“Anche le attività di servizio degli alberghi dal lusso più raffinato possono risultare standardizzati, se vincolati a parametri troppo uniformi.
L’unico sistema per distinguersi tra tutti gli altri è cercare quindi di offrire qualcosa che esca dagli schemi e possa generare l’emozione. Io contribuisco a farlo attraverso i miei piatti di grandi prodotti del territorio”.
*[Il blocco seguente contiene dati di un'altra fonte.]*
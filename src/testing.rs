//! In-memory fakes of the transport and storage seams, for unit tests.

use std::collections::{BTreeMap, HashMap, HashSet};

use anyhow::{anyhow, Result};
use async_trait::async_trait;
use parking_lot::Mutex;
use teloxide::types::{ChatId, InlineKeyboardMarkup, MessageId, UserId};

use crate::bot::transport::{BotApi, ChatAdmin, MemberStatus};
use crate::database::models::{
    FlowState, MessageStatus, NewChannel, NewMessage, TransmissionList, TransmissionListChannel,
    TransmissionListMessage, UserState,
};
use crate::database::{AddChannel, ListStore, StateStore};

pub const BOT_ID: UserId = UserId(777);
pub const STORAGE_CHANNEL: ChatId = ChatId(-100_500);
pub const ADMIN_CHANNEL: ChatId = ChatId(-100_900);

#[derive(Debug, Clone, PartialEq)]
pub struct SentMessage {
    pub chat_id: ChatId,
    pub text: String,
    pub keyboard: Option<InlineKeyboardMarkup>,
}

#[derive(Debug, Clone, PartialEq)]
pub struct Answer {
    pub callback_id: String,
    pub text: Option<String>,
    pub show_alert: bool,
}

#[derive(Debug, Clone, Copy, PartialEq, Eq)]
pub struct CopyCall {
    pub to: ChatId,
    pub from: ChatId,
    pub message_id: MessageId,
}

#[derive(Default)]
struct BotInner {
    next_message_id: i32,
    sent: Vec<SentMessage>,
    edits: Vec<SentMessage>,
    markup_edits: Vec<(ChatId, MessageId, Option<InlineKeyboardMarkup>)>,
    answers: Vec<Answer>,
    copies: Vec<CopyCall>,
    forwards: Vec<CopyCall>,
    deletions: Vec<(ChatId, MessageId)>,
    admins: HashMap<ChatId, Vec<ChatAdmin>>,
    members: HashMap<(ChatId, UserId), MemberStatus>,
    failing_copies: HashSet<ChatId>,
    fail_deletes: bool,
    member_queries: usize,
}

impl BotInner {
    fn next_id(&mut self) -> MessageId {
        self.next_message_id += 1;
        MessageId(1000 + self.next_message_id)
    }
}

/// Recording [`BotApi`]. Chats without configured admins or members answer
/// with an error, like Telegram does for chats the bot is not in.
#[derive(Default)]
pub struct FakeBot {
    inner: Mutex<BotInner>,
}

impl FakeBot {
    pub fn new() -> Self {
        Self::default()
    }

    pub fn set_admins(&self, chat_id: ChatId, admins: Vec<ChatAdmin>) {
        self.inner.lock().admins.insert(chat_id, admins);
    }

    /// Make the bot an administrator of `chat_id`.
    pub fn make_bot_admin(&self, chat_id: ChatId, can_post: bool) {
        self.set_admins(chat_id, vec![ChatAdmin { user_id: BOT_ID, can_post_messages: can_post }]);
    }

    pub fn set_member(&self, chat_id: ChatId, user_id: UserId, status: MemberStatus) {
        self.inner.lock().members.insert((chat_id, user_id), status);
    }

    pub fn fail_copies_to(&self, chat_id: ChatId) {
        self.inner.lock().failing_copies.insert(chat_id);
    }

    pub fn fail_deletes(&self) {
        self.inner.lock().fail_deletes = true;
    }

    pub fn sent(&self) -> Vec<SentMessage> {
        self.inner.lock().sent.clone()
    }

    pub fn last_sent(&self) -> Option<SentMessage> {
        self.inner.lock().sent.last().cloned()
    }

    pub fn edits(&self) -> Vec<SentMessage> {
        self.inner.lock().edits.clone()
    }

    pub fn markup_edits(&self) -> Vec<(ChatId, MessageId, Option<InlineKeyboardMarkup>)> {
        self.inner.lock().markup_edits.clone()
    }

    pub fn answers(&self) -> Vec<Answer> {
        self.inner.lock().answers.clone()
    }

    pub fn copies(&self) -> Vec<CopyCall> {
        self.inner.lock().copies.clone()
    }

    pub fn forwards(&self) -> Vec<CopyCall> {
        self.inner.lock().forwards.clone()
    }

    pub fn deletions(&self) -> Vec<(ChatId, MessageId)> {
        self.inner.lock().deletions.clone()
    }

    pub fn member_queries(&self) -> usize {
        self.inner.lock().member_queries
    }
}

#[async_trait]
impl BotApi for FakeBot {
    async fn send_message(
        &self,
        chat_id: ChatId,
        text: &str,
        keyboard: Option<InlineKeyboardMarkup>,
    ) -> Result<MessageId> {
        let mut inner = self.inner.lock();
        inner.sent.push(SentMessage { chat_id, text: text.to_string(), keyboard });
        Ok(inner.next_id())
    }

    async fn edit_message_text(
        &self,
        chat_id: ChatId,
        _message_id: MessageId,
        text: &str,
        keyboard: Option<InlineKeyboardMarkup>,
    ) -> Result<()> {
        self.inner
            .lock()
            .edits
            .push(SentMessage { chat_id, text: text.to_string(), keyboard });
        Ok(())
    }

    async fn edit_reply_markup(
        &self,
        chat_id: ChatId,
        message_id: MessageId,
        keyboard: Option<InlineKeyboardMarkup>,
    ) -> Result<()> {
        self.inner.lock().markup_edits.push((chat_id, message_id, keyboard));
        Ok(())
    }

    async fn answer_callback_query(
        &self,
        callback_id: &str,
        text: Option<&str>,
        show_alert: bool,
    ) -> Result<()> {
        self.inner.lock().answers.push(Answer {
            callback_id: callback_id.to_string(),
            text: text.map(str::to_string),
            show_alert,
        });
        Ok(())
    }

    async fn copy_message(
        &self,
        to: ChatId,
        from: ChatId,
        message_id: MessageId,
    ) -> Result<MessageId> {
        let mut inner = self.inner.lock();
        inner.copies.push(CopyCall { to, from, message_id });
        if inner.failing_copies.contains(&to) {
            return Err(anyhow!("Forbidden: bot was kicked from the channel chat"));
        }
        Ok(inner.next_id())
    }

    async fn forward_message(
        &self,
        to: ChatId,
        from: ChatId,
        message_id: MessageId,
    ) -> Result<MessageId> {
        let mut inner = self.inner.lock();
        inner.forwards.push(CopyCall { to, from, message_id });
        if inner.failing_copies.contains(&to) {
            return Err(anyhow!("Forbidden: bot is not a member of the channel chat"));
        }
        Ok(inner.next_id())
    }

    async fn delete_message(&self, chat_id: ChatId, message_id: MessageId) -> Result<()> {
        let mut inner = self.inner.lock();
        inner.deletions.push((chat_id, message_id));
        if inner.fail_deletes {
            return Err(anyhow!("Bad Request: message can't be deleted"));
        }
        Ok(())
    }

    async fn chat_administrators(&self, chat_id: ChatId) -> Result<Vec<ChatAdmin>> {
        self.inner
            .lock()
            .admins
            .get(&chat_id)
            .cloned()
            .ok_or_else(|| anyhow!("Forbidden: bot is not a member of the channel chat"))
    }

    async fn chat_member_status(&self, chat_id: ChatId, user_id: UserId) -> Result<MemberStatus> {
        let mut inner = self.inner.lock();
        inner.member_queries += 1;
        inner
            .members
            .get(&(chat_id, user_id))
            .copied()
            .ok_or_else(|| anyhow!("Bad Request: user not found"))
    }
}

/// [`StateStore`] over a map.
#[derive(Default)]
pub struct InMemoryStateStore {
    states: Mutex<HashMap<i64, UserState>>,
}

impl InMemoryStateStore {
    pub fn new() -> Self {
        Self::default()
    }

    pub fn state(&self, user_id: i64) -> Option<FlowState> {
        self.states.lock().get(&user_id).map(|s| s.state.clone())
    }

    pub fn set(&self, user_id: i64, state: FlowState) {
        self.states.lock().insert(user_id, UserState::new(user_id, state));
    }
}

#[async_trait]
impl StateStore for InMemoryStateStore {
    async fn get(&self, user_id: i64) -> Result<Option<UserState>> {
        Ok(self.states.lock().get(&user_id).cloned())
    }

    async fn upsert(&self, user_id: i64, state: FlowState) -> Result<()> {
        self.set(user_id, state);
        Ok(())
    }
}

#[derive(Default)]
struct ListsInner {
    next_id: i64,
    lists: BTreeMap<i64, TransmissionList>,
    channels: BTreeMap<i64, TransmissionListChannel>,
    messages: BTreeMap<i64, TransmissionListMessage>,
    status_history: Vec<(i64, MessageStatus)>,
    fail_channel_loads: bool,
    fail_list_deletes: bool,
}

impl ListsInner {
    fn next_id(&mut self) -> i64 {
        self.next_id += 1;
        self.next_id
    }
}

/// [`ListStore`] over ordered maps, with the same uniqueness and cascade
/// rules as the MongoDB repository.
#[derive(Default)]
pub struct InMemoryListStore {
    inner: Mutex<ListsInner>,
}

impl InMemoryListStore {
    pub fn new() -> Self {
        Self::default()
    }

    pub fn fail_channel_loads(&self) {
        self.inner.lock().fail_channel_loads = true;
    }

    pub fn fail_list_deletes(&self, fail: bool) {
        self.inner.lock().fail_list_deletes = fail;
    }

    pub fn all_lists(&self) -> Vec<TransmissionList> {
        self.inner.lock().lists.values().cloned().collect()
    }

    pub fn list(&self, list_id: i64) -> Option<TransmissionList> {
        self.inner.lock().lists.get(&list_id).cloned()
    }

    pub fn channels_of(&self, list_id: i64) -> Vec<TransmissionListChannel> {
        self.inner
            .lock()
            .channels
            .values()
            .filter(|c| c.transmission_list_id == list_id)
            .cloned()
            .collect()
    }

    pub fn message(&self, message_id: i64) -> Option<TransmissionListMessage> {
        self.inner.lock().messages.get(&message_id).cloned()
    }

    pub fn all_messages(&self) -> Vec<TransmissionListMessage> {
        self.inner.lock().messages.values().cloned().collect()
    }

    pub fn status_history(&self, message_id: i64) -> Vec<MessageStatus> {
        self.inner
            .lock()
            .status_history
            .iter()
            .filter(|(id, _)| *id == message_id)
            .map(|(_, status)| *status)
            .collect()
    }
}

#[async_trait]
impl ListStore for InMemoryListStore {
    async fn create_list(&self, owner_id: i64, name: &str) -> Result<TransmissionList> {
        let mut inner = self.inner.lock();
        let list = TransmissionList::new(inner.next_id(), owner_id, name);
        inner.lists.insert(list.id, list.clone());
        Ok(list)
    }

    async fn find_list(&self, owner_id: i64, list_id: i64) -> Result<Option<TransmissionList>> {
        Ok(self
            .inner
            .lock()
            .lists
            .get(&list_id)
            .filter(|l| l.owner_id == owner_id)
            .cloned())
    }

    async fn lists_for_owner(&self, owner_id: i64) -> Result<Vec<TransmissionList>> {
        Ok(self
            .inner
            .lock()
            .lists
            .values()
            .filter(|l| l.owner_id == owner_id)
            .cloned()
            .collect())
    }

    async fn rename_list(&self, list_id: i64, name: &str) -> Result<bool> {
        let mut inner = self.inner.lock();
        Ok(match inner.lists.get_mut(&list_id) {
            Some(list) => {
                list.name = name.to_string();
                true
            }
            None => false,
        })
    }

    async fn delete_list(&self, list_id: i64) -> Result<Option<TransmissionList>> {
        let mut inner = self.inner.lock();
        if inner.fail_list_deletes {
            return Err(anyhow!("write concern timeout while deleting list"));
        }
        let deleted = inner.lists.remove(&list_id);
        if deleted.is_some() {
            inner.channels.retain(|_, c| c.transmission_list_id != list_id);
            for message in inner.messages.values_mut() {
                if message.transmission_list_id == Some(list_id) {
                    message.transmission_list_id = None;
                }
            }
        }
        Ok(deleted)
    }

    async fn channel_exists(&self, list_id: i64, chat_id: i64) -> Result<bool> {
        Ok(self
            .inner
            .lock()
            .channels
            .values()
            .any(|c| c.transmission_list_id == list_id && c.chat_id == chat_id))
    }

    async fn add_channel(&self, list_id: i64, channel: NewChannel) -> Result<AddChannel> {
        let mut inner = self.inner.lock();
        let duplicate = inner
            .channels
            .values()
            .any(|c| c.transmission_list_id == list_id && c.chat_id == channel.chat_id);
        if duplicate {
            return Ok(AddChannel::Duplicate);
        }
        let row = TransmissionListChannel {
            id: inner.next_id(),
            transmission_list_id: list_id,
            chat_id: channel.chat_id,
            chat_name: channel.chat_name,
            username: channel.username,
            kind: channel.kind,
            created_at: chrono::Utc::now().timestamp(),
        };
        inner.channels.insert(row.id, row.clone());
        Ok(AddChannel::Added(row))
    }

    async fn count_channels(&self, list_id: i64) -> Result<u64> {
        Ok(self.channels_of(list_id).len() as u64)
    }

    async fn channels(&self, list_id: i64) -> Result<Vec<TransmissionListChannel>> {
        if self.inner.lock().fail_channel_loads {
            return Err(anyhow!("connection reset while loading channels"));
        }
        Ok(self.channels_of(list_id))
    }

    async fn find_channel(&self, channel_id: i64) -> Result<Option<TransmissionListChannel>> {
        Ok(self.inner.lock().channels.get(&channel_id).cloned())
    }

    async fn delete_channel(&self, channel_id: i64) -> Result<bool> {
        Ok(self.inner.lock().channels.remove(&channel_id).is_some())
    }

    async fn create_message(&self, message: NewMessage) -> Result<TransmissionListMessage> {
        let mut inner = self.inner.lock();
        if inner
            .messages
            .values()
            .any(|m| m.drive_message_id == message.drive_message_id)
        {
            return Err(anyhow!("duplicate drive_message_id {}", message.drive_message_id));
        }
        let now = chrono::Utc::now().timestamp();
        let row = TransmissionListMessage {
            id: inner.next_id(),
            owner_id: message.owner_id,
            transmission_list_id: Some(message.transmission_list_id),
            drive_chat_id: message.drive_chat_id,
            drive_message_id: message.drive_message_id,
            status: MessageStatus::Pending,
            created_at: now,
            updated_at: now,
        };
        inner.messages.insert(row.id, row.clone());
        Ok(row)
    }

    async fn find_message(
        &self,
        owner_id: i64,
        message_id: i64,
    ) -> Result<Option<TransmissionListMessage>> {
        Ok(self
            .inner
            .lock()
            .messages
            .get(&message_id)
            .filter(|m| m.owner_id == owner_id)
            .cloned())
    }

    async fn set_message_status(&self, message_id: i64, status: MessageStatus) -> Result<()> {
        let mut inner = self.inner.lock();
        inner.status_history.push((message_id, status));
        if let Some(message) = inner.messages.get_mut(&message_id) {
            message.status = status;
        }
        Ok(())
    }

    async fn delete_message(&self, message_id: i64) -> Result<bool> {
        Ok(self.inner.lock().messages.remove(&message_id).is_some())
    }
}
L’acuta e condivisibile osservazione viene da Christoph Bob, quarantatreenne chef del ristorante Il Refettorio interno al Monastero Santa Rosa, la spettacolare struttura a picco sul mare della costiera Amalfitana, a Conca dei Marini che, al di là della classificazione tra gli hotel cinque stelle lusso, rifiuta qualsiasi ulteriore omologazione. La sua unicità è infatti palese: imparagonabili la sua solitaria nidificazione sulla roccia protesa tra cielo e mare, la storia antica tracciata in un territorio dal fascino struggente e la sua nuova vita che quella storia ha saputo recuperare e valorizzare con rispetto e attenzione.
Oggi un certo tipo di clientela che ha tutto e può permettersi tutto, o quasi, può essere sorpresa soltanto da una proposta di esclusività non ripetibile: basta riuscire a stimolare sensazioni riconducibili alla sfera delle sensibilità individuali.
In un contesto già di per sé sovraccarico di esagerata bellezza, gli effetti speciali non sono certo necessari, anzi risulterebbero inopportuni: le emozioni possono scaturire dalle cose semplici, come l’odore della cera d’api sui mobili antichi che arredano i lunghi e silenziosi corridoi, o il suono anacronistico della campanella che un tempo faceva accorrere le suore e oggi assicura la sollecita e premurosa accoglienza dello staff e magari, ancora, il profumo di pomodori o fragole nel loro momento di maturazione migliore, grazie a quel mix di sole, vento, mare e terreno che nell’orto biologico del Monastero generano prodotti dai sapori intensi e indimenticabili. Qui, tra l’altro, si supera l’abusato stereotipo del Km 0: siamo a soli 10 metri dalla cucina dove Christoph prepara creazioni gastronomiche non con prodotti di stagione, ma con prodotti di pochi minuti dopo il raccolto.
“Naturale” quindi che la carta cambi con il mutare dell’orto e che inserisca asparagi, carciofi romani, fave e fagiolini a maggio, quando il resort apre; peperoni, piselli e fiori di zucca a giugno; melanzane e pomodori in piena estate e così via fino a broccoli, cardi, cavoli e funghi in ottobre, quando l’albergo si avvia alla chiusura invernale.
Nell’attuale periodo di grande caldo, in carta si apprezzano i fusilli con calamari, pomodorini del Piennolo e melanzane al profumo di basilico; i frutti di mare gratinati alle erbe; l’alice panata farcita con la scamorza o l’insalatina di fave all’olio d’oliva affumicato abbinati ad una bella cantina di 320 etichette italiane e internazionali, con attenzione particolare a quelle locali meno note, ma degne di essere divulgate.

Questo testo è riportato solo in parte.